The public sector should adopt digital technologies such as artificial intelligence, drones and facial recognition to automate everything from civil service posts to nursing to policing.
That is according to a new study from think-tank Reform, which sees its approach cutting government costs by rendering “at least” 248,860 administrative roles redundant by 2030.
The study, titled Work in progress. Towards a leaner, smarter public-sector workforce, appears ahead of the group’s annual conference on Thursday, at which Cabinet Office minister Ben Gummer is expected to unveil the government’s long-delayed digital strategy.
The Reform study found online tools such as websites and artificially intelligent chat bots could see 130,000 Whitehall administrative staff, or 90 percent of current employees, automated out of jobs over the next 15 years, resulting in savings of about £2.6 billion a year.
The approach would replace 90,000 NHS administrators and 24,000 GP receptionists, saving £1.7 billion annually, while 30 percent of nurses’ activities, including collecting information and administering non-intravenous medication, could also be automated, Reform argued.
The group said public spending cuts mean government productivity must follow trends in the public sector, rather than remaining nearly flat as it has over the past 20 years.
Artificial intelligence (AI) could also be used to improve healthcare decision-making and the accuracy of diagnosis and to better understand problems such as the medical errors that affect 10 percent of hospital patients.

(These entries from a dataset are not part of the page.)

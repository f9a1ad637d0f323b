// Copyright (c) 2025 Steve Wagner (ciroque@live.com)
// SPDX-License-Identifier: MIT

//! Error types for artifact store operations.
//!
//! These are the recoverable tier of the error model: every variant is caught
//! inside `DiskStore` and collapsed to a boolean (or `None`) at the public
//! API, with the original error preserved for logging. The fallible `try_*`
//! operations expose them directly so callers can tell not-found apart from
//! permission or serialization failures.

use std::path::PathBuf;
use thiserror::Error;

/// Errors raised by format-dispatching disk persistence.
#[derive(Error, Debug)]
pub enum StoreError {
    /// Underlying filesystem I/O failure.
    #[error("I/O error: {0}")]
    Io(#[from] std::io::Error),

    /// The file or directory does not exist.
    #[error("path not found: {}", .0.display())]
    NotFound(PathBuf),

    /// The directory already exists, so creation was refused.
    #[error("path already exists: {}", .0.display())]
    AlreadyExists(PathBuf),

    /// The directory is not empty, so a non-recursive delete was refused.
    #[error("directory not empty: {}", .0.display())]
    NotEmpty(PathBuf),

    /// The payload could not be encoded in the format named by the suffix.
    #[error("serialization failed for {}: {reason}", name.display())]
    Serialization { name: PathBuf, reason: String },

    /// The file contents could not be decoded as the format named by the suffix.
    #[error("deserialization failed for {}: {reason}", name.display())]
    Deserialization { name: PathBuf, reason: String },

    /// The payload variant cannot be expressed in the suffix-selected format.
    #[error("format mismatch for {}: {format} file cannot hold a {payload} payload", name.display())]
    FormatMismatch {
        name: PathBuf,
        format: &'static str,
        payload: &'static str,
    },
}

“The current workforce is a legacy of past approaches,” Reform stated. “It is built around siloed attitudes of yesterday’s governments and fails to embrace technology and new ways of working to meet users’ needs in the most effective ways… Public services should deliver outcomes that matter to users, and meet expectations of interacting via technology.”

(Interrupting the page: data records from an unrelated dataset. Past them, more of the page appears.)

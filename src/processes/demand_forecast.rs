// Copyright (c) 2025 Steve Wagner (ciroque@live.com)
// SPDX-License-Identifier: MIT

use async_trait::async_trait;
use serde_json::{json, Value};

use crate::errors::OrchestrationError;
use crate::registry::Process;

/// Demand forecast process - projects a flat moving-average forecast.
///
/// Supported run commands:
/// * `forecast` - options: `{ observations: [f64] }`; returns summary
///   statistics plus a `horizon_weeks`-long projection of the mean.
pub struct DemandForecastProcess {
    horizon_weeks: usize,
}

impl DemandForecastProcess {
    pub fn new(horizon_weeks: usize) -> Self {
        Self { horizon_weeks }
    }

    pub fn from_options(options: &Value) -> Self {
        let horizon_weeks = options
            .get("horizon_weeks")
            .and_then(Value::as_u64)
            .unwrap_or(4) as usize;
        Self::new(horizon_weeks)
    }

    fn forecast(&self, options: &Value) -> Result<Value, OrchestrationError> {
        let observations: Vec<f64> = options
            .get("observations")
            .and_then(Value::as_array)
            .map(|arr| arr.iter().filter_map(Value::as_f64).collect())
            .unwrap_or_default();

        if observations.is_empty() {
            return Err(OrchestrationError::ProcessFailed {
                process: self.name().to_string(),
                reason: "no observations provided".to_string(),
            });
        }

        let mean = observations.iter().sum::<f64>() / observations.len() as f64;
        let min = observations.iter().cloned().fold(f64::INFINITY, f64::min);
        let max = observations
            .iter()
            .cloned()
            .fold(f64::NEG_INFINITY, f64::max);

        Ok(json!({
            "observations": observations.len(),
            "mean": mean,
            "min": min,
            "max": max,
            "horizon_weeks": self.horizon_weeks,
            "forecast": vec![mean; self.horizon_weeks],
        }))
    }
}

#[async_trait]
impl Process for DemandForecastProcess {
    async fn run(&self, command: &str, options: &Value) -> Result<Value, OrchestrationError> {
        match command {
            "forecast" => self.forecast(options),
            other => Err(OrchestrationError::UnknownRunCommand {
                process: self.name().to_string(),
                command: other.to_string(),
            }),
        }
    }

    fn name(&self) -> &'static str {
        "demand_forecast"
    }
}
// Copyright (c) 2025 Steve Wagner (ciroque@live.com)
// SPDX-License-Identifier: MIT

//! Format-dispatching artifact persistence.
//!
//! * `artifact` - the payload data model (`Artifact`, `Table`, `OpaqueBlob`)
//! * `format` - suffix dispatch rule and timestamped name rewriting
//! * `tabular` - CSV codec with optional column type hints
//! * `disk` - `DiskStore`: read/write/delete, batches, directory lifecycle

pub mod artifact;
pub mod disk;
pub mod format;
pub mod tabular;

pub use artifact::{Artifact, Cell, ColumnType, OpaqueBlob, Table};
pub use disk::{DiskStore, ReadRequest};
pub use format::ArtifactFormat;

Reform praised HM Revenue and Customs (HMRC) for reducing its administrative staff from 96,000 to 60,000 over the past decade through expanding online services and providing more real-time information,
Its remarks stand in contrast to those of the NAO, which criticised HMRC’s cost-cutting for resulting in a service collapse in the first half of the 2015-16 tax year.

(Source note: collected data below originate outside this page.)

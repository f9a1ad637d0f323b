// Copyright (c) 2025 Steve Wagner (ciroque@live.com)
// SPDX-License-Identifier: MIT

//! Reference process implementations.
//!
//! Real process modules are external collaborators; these two exist so the
//! demo driver and the tests can exercise the registry and the retry seam
//! without any external wiring.

mod demand_forecast;
mod queue_submit;

pub use demand_forecast::DemandForecastProcess;
pub use queue_submit::QueueSubmitProcess;

use crate::registry::{Process, ProcessRegistry};
use serde_json::Value;

/// Registry with the reference processes registered under their identifiers:
/// `demand_forecast` and `run_queue`.
pub fn default_registry() -> ProcessRegistry {
    let mut registry = ProcessRegistry::new();
    registry.insert_fn("demand_forecast", |options: &Value| {
        Ok(Box::new(DemandForecastProcess::from_options(options)) as Box<dyn Process>)
    });
    registry.insert_fn("run_queue", |options: &Value| {
        Ok(Box::new(QueueSubmitProcess::from_options(options)) as Box<dyn Process>)
    });
    registry
}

Reform also called for a move from hierarchy to “self-management”, with teams focused on delivering projects, pointing out that a 16-person Government Digital Service (GDS) team designed GOV.UK in 12 weeks.
Police could use drones and facial recognition to cut policing costs, just as they are already using data analytics to focus on areas at the greatest risk from burglary and fire.
The paper also acknowledges that productivity must not be considered in isolation and that comparisons between the private and public sector are “complex”.
“Productivity increases are meaningless if services do not meet the needs of citizens,” the study observed.
Efforts to introduce AI and data analytics into public-sector services such as the NHS have met with controversy, with privacy activists sceptical, for instance, of the benefits of giving DeepMind, owned by Google parent Alphabet, broad access to hospitals’ patient data.
The Cabinet Office’s GDS, jointly overseen by Gummer and chief secretary to the treasury David Gauke, was initially expected to produce the government’s digital strategy in December 2015, but the release was pushed back until later in 2016 and then delayed again by the referendum to leave the European Union in June.
GDS had said it would release the strategy in September, then before Christmas, and is now expected to publish the document on Thursday to coincide with Reform’s conference, at which Gummer is to deliver the keynote, according to people in government familiar with the matter.
An early draft of the plan leaked late last year indicates priorities in line with those of the Reform study, prioritising a digital overhaul of the specialised back-office functions across the civil service.
Several parliamentary committees have criticised the government for its long delay on the strategy, pointing out that work on areas such as the digital skills shortage and economic strategy depend on the broader plan.
Last month Stephen Metcalfe, chair of parliament’s Science and Technology Committee, said he was “disappointed” at the delay.